A class of viruslike agents that induces Creutzfeldt-Jakob Disease (CJD) and scrapie remains undefined at the molecular level. Several investigators believe this infectious agent is constituted by a single host protein or 'prion', and have emphasized data that would seem to exclude the presence of any viral nucleic acids. However, more rigorous evaluations in scrapie have shown reasonably abundant nucleic acids. Additionally, in highly purified 120S CJD preparations that have been treated with nucleases, RNAs as long as 6,000 bases have been detected. Few nucleic acids have been characterized in either scrapie or CJD, but previous cloning experiments delineated relatively short LTR regions of the endogenous IAP retrovirus in 120S CJD preparations. We therefore used specific primers encompassing the entire IAP genome to test for the presence of long viral RNAs, and here show approximately 5,000 contiguous bases of the IAP RNA genome can be recovered from reasonable amounts of starting brain.
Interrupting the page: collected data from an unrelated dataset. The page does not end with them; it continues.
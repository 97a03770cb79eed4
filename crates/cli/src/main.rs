use std::path::Path;

use anyhow::{Context, Result};
use clap::Parser;
use relist_engine::{HttpRecordLookup, RecordLookup, RelatedListController, StaticLookup, resolve_navigation};
use relist_types::RawRecord;
use tracing::debug;
use tracing_subscriber::EnvFilter;

mod args;
mod render;

use args::{Cli, Command, ShowArgs};

const DEFAULT_LOG_FILTER: &str = "info";

#[tokio::main]
async fn main() -> Result<()> {
    init_tracing();
    let cli = Cli::parse();

    match cli.command {
        Command::Show(show) => run_show(show).await,
        Command::Navigate(list) => {
            let config = list.resolve_config()?;
            println!("{}", serde_json::to_string_pretty(&resolve_navigation(&config))?);
            Ok(())
        }
    }
}

// stdout carries the list; logs go to stderr.
fn init_tracing() {
    let _ = tracing_subscriber::fmt()
        .with_env_filter(log_filter(std::env::var("RUST_LOG").ok().as_deref()))
        .with_writer(std::io::stderr)
        .try_init();
}

/// Filter from a `RUST_LOG` value; unset or invalid directives fall back to `info`.
fn log_filter(directives: Option<&str>) -> EnvFilter {
    directives
        .filter(|value| !value.trim().is_empty())
        .and_then(|value| EnvFilter::try_new(value).ok())
        .unwrap_or_else(|| EnvFilter::new(DEFAULT_LOG_FILTER))
}

async fn run_show(show: ShowArgs) -> Result<()> {
    let config = show.list.resolve_config()?;
    let lookup: Box<dyn RecordLookup> = match &show.records_file {
        Some(path) => Box::new(StaticLookup::records(read_records_file(path)?)),
        None => Box::new(HttpRecordLookup::from_env()?),
    };

    let mut controller = RelatedListController::new(config);
    let outcome = controller.activate(lookup.as_ref()).await;
    if show.all {
        controller.toggle_show_all();
    }
    if show.collapsed {
        controller.toggle_collapse();
    }

    let surface = controller.render();
    if show.json {
        println!("{}", serde_json::to_string_pretty(&surface)?);
    } else {
        print!("{}", render::render_text(&surface));
    }

    outcome.context("related records unavailable")
}

fn read_records_file(path: &Path) -> Result<Vec<RawRecord>> {
    let content = std::fs::read_to_string(path).with_context(|| format!("failed to read {}", path.display()))?;
    let records: Vec<RawRecord> =
        serde_json::from_str(&content).with_context(|| format!("{} is not a JSON array of records", path.display()))?;
    debug!(path = %path.display(), count = records.len(), "loaded records file");
    Ok(records)
}

#[cfg(test)]
mod tests {
    use super::*;
    use tracing::level_filters::LevelFilter;

    #[test]
    fn log_filter_follows_rust_log() {
        assert_eq!(log_filter(Some("debug")).max_level_hint(), Some(LevelFilter::DEBUG));
        assert_eq!(log_filter(Some("relist_engine=trace")).max_level_hint(), Some(LevelFilter::TRACE));
    }

    #[test]
    fn log_filter_defaults_to_info() {
        assert_eq!(log_filter(None).max_level_hint(), Some(LevelFilter::INFO));
        assert_eq!(log_filter(Some("  ")).max_level_hint(), Some(LevelFilter::INFO));
    }
}
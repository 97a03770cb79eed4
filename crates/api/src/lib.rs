//! Relist API client utilities.
//!
//! A lightweight client for the related-records lookup endpoint. It focuses on:
//!
//! - Constructing an HTTP client with sensible defaults
//! - Discovering the bearer token from `RELIST_API_TOKEN`
//! - Validating `RELIST_API_BASE` for safety
//! - Building requests with a consistent User-Agent and Accept headers
//!
//! # Example
//!
//! ```ignore
//! use relist_api::RelistClient;
//! use anyhow::Result;
//!
//! async fn probe() -> Result<()> {
//!     let client = RelistClient::new_from_env()?;
//!     let res = client
//!         .request(reqwest::Method::GET, "/health")
//!         .send()
//!         .await?;
//!     println!("status: {}", res.status());
//!     Ok(())
//! }
//! ```

use std::env;
use std::time::Duration;

use anyhow::{Context, Result, anyhow};
use reqwest::{Client, RequestBuilder, Url, header};
use tracing::debug;

/// Environment variable holding the lookup service base URL.
pub const API_BASE_ENV: &str = "RELIST_API_BASE";
/// Environment variable holding the bearer token.
pub const API_TOKEN_ENV: &str = "RELIST_API_TOKEN";
/// Base URL used when `RELIST_API_BASE` is unset.
pub const DEFAULT_API_BASE: &str = "http://localhost:8080";

/// Hostnames allowed to use plain HTTP.
const LOCALHOST_DOMAINS: &[&str] = &["localhost", "127.0.0.1", "[::1]"];

/// Thin wrapper around a configured `reqwest::Client` for the lookup service.
#[derive(Debug, Clone)]
pub struct RelistClient {
    pub base_url: String,
    pub http: Client,
    pub user_agent: String,
}

impl RelistClient {
    /// Construct a client from `RELIST_API_BASE` and `RELIST_API_TOKEN`.
    pub fn new_from_env() -> Result<Self> {
        let base_url = env::var(API_BASE_ENV).unwrap_or_else(|_| DEFAULT_API_BASE.into());
        let token = env::var(API_TOKEN_ENV).ok().filter(|t| !t.trim().is_empty());
        Self::new(&base_url, token.as_deref())
    }

    /// Construct a client for an explicit base URL and optional bearer token.
    ///
    /// Non-localhost hosts must use HTTPS.
    pub fn new(base_url: &str, token: Option<&str>) -> Result<Self> {
        validate_base_url(base_url)?;

        let mut default_headers = header::HeaderMap::new();
        if let Some(token) = token {
            let value = header::HeaderValue::from_str(&format!("Bearer {}", token.trim()))
                .context("bearer token contains invalid header characters")?;
            default_headers.insert(header::AUTHORIZATION, value);
        }
        default_headers.insert(header::ACCEPT, header::HeaderValue::from_static("application/json"));

        let http = Client::builder()
            .default_headers(default_headers)
            .timeout(Duration::from_secs(30))
            .build()
            .context("build http client")?;

        Ok(Self {
            base_url: base_url.trim_end_matches('/').to_string(),
            http,
            user_agent: format!("relist/0.1; {}", env::consts::OS),
        })
    }

    /// Build a `reqwest::RequestBuilder` for a method and API-relative path.
    pub fn request(&self, method: reqwest::Method, path: &str) -> RequestBuilder {
        let url = format!("{}{}", self.base_url, path);
        debug!(%url, "building request");

        self.http
            .request(method, url)
            .header(header::USER_AGENT, &self.user_agent)
    }
}

/// Validate that a base URL is acceptable for use by the client.
///
/// Rules:
/// - `localhost`, `127.0.0.1`, `[::1]`: any scheme is allowed
/// - otherwise: scheme must be HTTPS
fn validate_base_url(base: &str) -> Result<()> {
    let parsed_base_url = Url::parse(base).map_err(|e| anyhow!("Invalid {} URL '{}': {}", API_BASE_ENV, base, e))?;

    let host_name = parsed_base_url
        .host_str()
        .ok_or_else(|| anyhow!("{} must include a host", API_BASE_ENV))?;

    if LOCALHOST_DOMAINS
        .iter()
        .any(|&allowed| host_name.eq_ignore_ascii_case(allowed))
    {
        return Ok(());
    }

    if parsed_base_url.scheme() != "https" {
        return Err(anyhow!(
            "{} must use https for non-localhost hosts; got '{}://'",
            API_BASE_ENV,
            parsed_base_url.scheme()
        ));
    }

    Ok(())
}

#[cfg(test)]
mod tests {
    use super::*;

    #[test]
    fn localhost_allows_plain_http() {
        assert!(validate_base_url("http://localhost:8080").is_ok());
        assert!(validate_base_url("http://127.0.0.1").is_ok());
    }

    #[test]
    fn remote_hosts_require_https() {
        assert!(validate_base_url("https://example.my.site.com").is_ok());
        let error = validate_base_url("http://example.my.site.com").unwrap_err();
        assert!(error.to_string().contains("must use https"));
    }

    #[test]
    fn rejects_unparseable_urls() {
        assert!(validate_base_url("not a url").is_err());
    }

    #[test]
    fn client_trims_trailing_slash() {
        let client = RelistClient::new("http://localhost:8080/", Some("token")).expect("client");
        assert_eq!(client.base_url, "http://localhost:8080");
    }
}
The 3' env region of IAP is comparably truncated in CJD and normal preparations, and we find no evidence for IAP transduction of CJD-specific sequences. Because IAP cores can coencapsidate unrelated sequences, and are unusually resistant to physical and chemical treatments, it was relevant to find if cosedimenting cognate proteins of the IAP core, such as gag, could be detected. The predicted approximately 65 kd acidic gag protein, showing appropriate antigenic and nucleic acid binding features, was apparent in both one and 2-D Western blots. This data strongly indicates specific viral complexes cofractionate with the CJD agent. Interestingly, these nuclease resistant IAPs do not appear to be in morphologically recognizable 'R' particles. This cosedimenting viral assembly therefore provides a paradigm for non-particulate CJD complexes in infectious preparations. In developing strategies to identify a CJD specific sequence, cosedimenting IAPs can be used to assess the quality, length and recovery of RNAs extracted from highly resistant viral complexes.